What this task involves =
Read through the listing below and return only the lines containing "output".

--- START ---

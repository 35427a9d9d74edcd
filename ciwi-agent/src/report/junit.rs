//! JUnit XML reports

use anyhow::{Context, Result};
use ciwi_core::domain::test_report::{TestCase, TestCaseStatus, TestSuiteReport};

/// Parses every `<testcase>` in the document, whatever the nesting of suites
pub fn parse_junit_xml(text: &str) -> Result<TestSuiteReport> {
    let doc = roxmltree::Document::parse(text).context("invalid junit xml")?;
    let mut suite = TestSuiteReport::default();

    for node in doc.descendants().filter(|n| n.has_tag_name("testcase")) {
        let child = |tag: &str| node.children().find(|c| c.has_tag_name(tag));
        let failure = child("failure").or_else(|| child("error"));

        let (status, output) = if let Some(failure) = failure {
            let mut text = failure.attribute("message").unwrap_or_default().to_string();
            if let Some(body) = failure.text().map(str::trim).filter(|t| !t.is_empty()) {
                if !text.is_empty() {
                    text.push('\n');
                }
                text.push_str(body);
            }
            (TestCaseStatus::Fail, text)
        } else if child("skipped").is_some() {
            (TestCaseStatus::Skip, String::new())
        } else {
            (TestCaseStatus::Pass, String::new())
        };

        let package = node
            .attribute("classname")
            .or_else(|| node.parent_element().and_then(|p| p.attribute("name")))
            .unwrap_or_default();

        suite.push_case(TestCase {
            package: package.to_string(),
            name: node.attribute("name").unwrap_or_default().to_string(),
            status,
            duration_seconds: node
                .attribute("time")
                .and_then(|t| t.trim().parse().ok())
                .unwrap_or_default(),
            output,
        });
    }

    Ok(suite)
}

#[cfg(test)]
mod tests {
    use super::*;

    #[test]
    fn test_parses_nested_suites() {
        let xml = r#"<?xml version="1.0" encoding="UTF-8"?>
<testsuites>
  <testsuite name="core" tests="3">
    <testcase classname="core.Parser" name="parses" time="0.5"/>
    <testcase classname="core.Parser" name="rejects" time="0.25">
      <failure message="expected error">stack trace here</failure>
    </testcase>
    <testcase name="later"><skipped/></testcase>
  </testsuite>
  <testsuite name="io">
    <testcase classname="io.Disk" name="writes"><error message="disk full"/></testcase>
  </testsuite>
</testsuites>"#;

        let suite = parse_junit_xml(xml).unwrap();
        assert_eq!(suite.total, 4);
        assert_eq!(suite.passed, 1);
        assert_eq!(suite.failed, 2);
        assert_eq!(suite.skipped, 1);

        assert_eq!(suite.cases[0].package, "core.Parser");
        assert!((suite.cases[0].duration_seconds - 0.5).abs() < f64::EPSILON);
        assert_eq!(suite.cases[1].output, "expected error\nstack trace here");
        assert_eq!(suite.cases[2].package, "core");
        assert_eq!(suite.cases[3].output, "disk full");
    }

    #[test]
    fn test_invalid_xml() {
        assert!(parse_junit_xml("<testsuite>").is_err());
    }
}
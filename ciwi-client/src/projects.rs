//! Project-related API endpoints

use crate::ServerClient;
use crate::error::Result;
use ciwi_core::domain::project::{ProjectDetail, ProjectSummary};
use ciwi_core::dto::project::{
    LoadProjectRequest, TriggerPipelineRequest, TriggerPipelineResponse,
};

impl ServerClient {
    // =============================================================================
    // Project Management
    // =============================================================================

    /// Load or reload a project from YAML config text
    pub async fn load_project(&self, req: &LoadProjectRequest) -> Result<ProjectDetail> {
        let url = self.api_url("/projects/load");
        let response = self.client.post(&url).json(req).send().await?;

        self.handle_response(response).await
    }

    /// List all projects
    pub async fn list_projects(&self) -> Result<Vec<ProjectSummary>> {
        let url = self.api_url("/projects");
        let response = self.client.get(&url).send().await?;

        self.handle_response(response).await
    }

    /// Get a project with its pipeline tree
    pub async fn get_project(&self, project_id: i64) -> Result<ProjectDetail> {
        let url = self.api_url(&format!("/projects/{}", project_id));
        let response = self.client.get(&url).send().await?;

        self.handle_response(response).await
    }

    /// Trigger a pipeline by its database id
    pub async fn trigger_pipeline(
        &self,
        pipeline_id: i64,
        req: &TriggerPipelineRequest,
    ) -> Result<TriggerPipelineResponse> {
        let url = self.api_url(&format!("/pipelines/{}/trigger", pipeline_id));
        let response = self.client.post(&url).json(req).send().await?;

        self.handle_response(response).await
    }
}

--- END ---

Response below =
        let (status, output) = if let Some(failure) = failure {
            output,
        assert_eq!(suite.cases[1].output, "expected error\nstack trace here");
        assert_eq!(suite.cases[3].output, "disk full");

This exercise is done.